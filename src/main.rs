use clap::{Args, Parser, Subcommand};
use dotenv::dotenv;
use std::io::{self, BufWriter};
use tracing::info;
use tweetfmt::domain::model::tokens::parse_field_list;
use tweetfmt::infra::{TsvReader, TsvWriter};
use tweetfmt::initializer;
use tweetfmt::repository::{TweetReader, TweetWriter};

/// Convert streaming-API tweets to TSV rows and tokenize them.
#[derive(Parser)]
#[command(name = "tweetfmt")]
#[command(author, version, about, long_about = None)]
struct Cli {
    #[command(flatten)]
    options: Options,

    #[command(subcommand)]
    command: Commands,
}

#[derive(Args)]
struct Options {
    /// Stop at the first bad record instead of skipping it.
    #[arg(long, global = true)]
    strict: bool,
}

#[derive(Subcommand)]
enum Commands {
    /// Read feed messages (one JSON object per line) from stdin and write
    /// tweets as TSV rows to stdout.
    Convert,

    /// Read TSV rows from stdin and print each tweet id followed by its tokens.
    Tokenize(TokenizeArgs),
}

#[derive(Args)]
struct TokenizeArgs {
    /// Comma-separated field aliases: tx, ds, ln, lo, tz.
    #[arg(long)]
    fields: Option<String>,

    /// Drop the field prefix from tokens.
    #[arg(long)]
    unify: bool,

    /// Shortest token to keep, in characters.
    #[arg(long)]
    min_token_len: Option<usize>,
}

fn main() -> anyhow::Result<()> {
    dotenv().ok();

    // stdout carries data, so logs go to stderr
    tracing_subscriber::fmt()
        .with_writer(io::stderr)
        .with_env_filter(
            tracing_subscriber::EnvFilter::try_from_default_env()
                .unwrap_or_else(|_| tracing_subscriber::EnvFilter::new("info")),
        )
        .init();

    let cli = Cli::parse();

    let mut config = initializer::Config::from_env()?;
    config.strict |= cli.options.strict;
    if let Commands::Tokenize(args) = &cli.command {
        if let Some(fields) = &args.fields {
            config.fields = parse_field_list(fields)?;
        }
        config.unify |= args.unify;
        if let Some(min_len) = args.min_token_len {
            config.min_token_len = min_len;
        }
    }

    let app = initializer::new(config);
    let stdin = io::stdin().lock();
    let stdout = BufWriter::new(io::stdout().lock());

    let summary = match cli.command {
        Commands::Convert => {
            let mut writer = TweetWriter::new(TsvWriter::new(stdout));
            app.services.tweet.convert_feed(stdin, &mut writer)?
        }
        Commands::Tokenize(_) => {
            let reader = TweetReader::new(TsvReader::new(stdin));
            app.services.tweet.tokenize_rows(reader, stdout)?
        }
    };

    info!(
        tweets = summary.tweets,
        notices = ?summary.notices,
        blank = summary.blank,
        skipped = summary.skipped,
        "done"
    );
    Ok(())
}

+++

WHAT NEEDS TO BE DONE ->
Please copy the whole of the material exactly as written.

RESPONSE TO THE EXERCISE ->
filename src/main.rs
use clap::{Args, Parser, Subcommand};
use dotenv::dotenv;
use std::io::{self, BufWriter};
use tracing::info;
use tweetfmt::domain::model::tokens::parse_field_list;
use tweetfmt::infra::{TsvReader, TsvWriter};
use tweetfmt::initializer;
use tweetfmt::repository::{TweetReader, TweetWriter};

/// Convert streaming-API tweets to TSV rows and tokenize them.
#[derive(Parser)]
#[command(name = "tweetfmt")]
#[command(author, version, about, long_about = None)]
struct Cli {
    #[command(flatten)]
    options: Options,

    #[command(subcommand)]
    command: Commands,
}

#[derive(Args)]
struct Options {
    /// Stop at the first bad record instead of skipping it.
    #[arg(long, global = true)]
    strict: bool,
}

#[derive(Subcommand)]
enum Commands {
    /// Read feed messages (one JSON object per line) from stdin and write
    /// tweets as TSV rows to stdout.
    Convert,

    /// Read TSV rows from stdin and print each tweet id followed by its tokens.
    Tokenize(TokenizeArgs),
}

#[derive(Args)]
struct TokenizeArgs {
    /// Comma-separated field aliases: tx, ds, ln, lo, tz.
    #[arg(long)]
    fields: Option<String>,

    /// Drop the field prefix from tokens.
    #[arg(long)]
    unify: bool,

    /// Shortest token to keep, in characters.
    #[arg(long)]
    min_token_len: Option<usize>,
}

fn main() -> anyhow::Result<()> {
    dotenv().ok();

    // stdout carries data, so logs go to stderr
    tracing_subscriber::fmt()
        .with_writer(io::stderr)
        .with_env_filter(
            tracing_subscriber::EnvFilter::try_from_default_env()
                .unwrap_or_else(|_| tracing_subscriber::EnvFilter::new("info")),
        )
        .init();

    let cli = Cli::parse();

    let mut config = initializer::Config::from_env()?;
    config.strict |= cli.options.strict;
    if let Commands::Tokenize(args) = &cli.command {
        if let Some(fields) = &args.fields {
            config.fields = parse_field_list(fields)?;
        }
        config.unify |= args.unify;
        if let Some(min_len) = args.min_token_len {
            config.min_token_len = min_len;
        }
    }

    let app = initializer::new(config);
    let stdin = io::stdin().lock();
    let stdout = BufWriter::new(io::stdout().lock());

    let summary = match cli.command {
        Commands::Convert => {
            let mut writer = TweetWriter::new(TsvWriter::new(stdout));
            app.services.tweet.convert_feed(stdin, &mut writer)?
        }
        Commands::Tokenize(_) => {
            let reader = TweetReader::new(TsvReader::new(stdin));
            app.services.tweet.tokenize_rows(reader, stdout)?
        }
    };

    info!(
        tweets = summary.tweets,
        notices = ?summary.notices,
        blank = summary.blank,
        skipped = summary.skipped,
        "done"
    );
    Ok(())
}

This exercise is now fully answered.